Return the entries exactly as they appear.

────────

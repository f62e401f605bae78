use super::*;

/// Leave the voice channel
#[poise::command(slash_command, guild_only, category = "Music")]
pub async fn leave(ctx: Context<'_>) -> CommandResult {
    let Some(invocation) = invocation(ctx).await? else {
        return Ok(());
    };

    let result = ctx.data().music.leave(invocation.guild_id).await;
    respond(ctx, result).await
}
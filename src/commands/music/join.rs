use super::*;

/// Join the voice channel you are in
#[poise::command(slash_command, guild_only, category = "Music")]
pub async fn join(ctx: Context<'_>) -> CommandResult {
    let Some(invocation) = invocation(ctx).await? else {
        return Ok(());
    };

    let result = ctx.data().music.join(&invocation).await;
    respond(ctx, result).await
}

────────

*YOUR SOLUTION*
repository f62e401f605bae78
use super::*;

/// Leave the voice channel
#[poise::command(slash_command, guild_only, category = "Music")]
pub async fn leave(ctx: Context<'_>) -> CommandResult {
    let Some(invocation) = invocation(ctx).await? else {
        return Ok(());
    };

    let result = ctx.data().music.leave(invocation.guild_id).await;
    respond(ctx, result).await
}
filename src/commands/music/join.rs
use super::*;

/// Join the voice channel you are in
#[poise::command(slash_command, guild_only, category = "Music")]
pub async fn join(ctx: Context<'_>) -> CommandResult {
    let Some(invocation) = invocation(ctx).await? else {
        return Ok(());
    };

    let result = ctx.data().music.join(&invocation).await;
    respond(ctx, result).await
}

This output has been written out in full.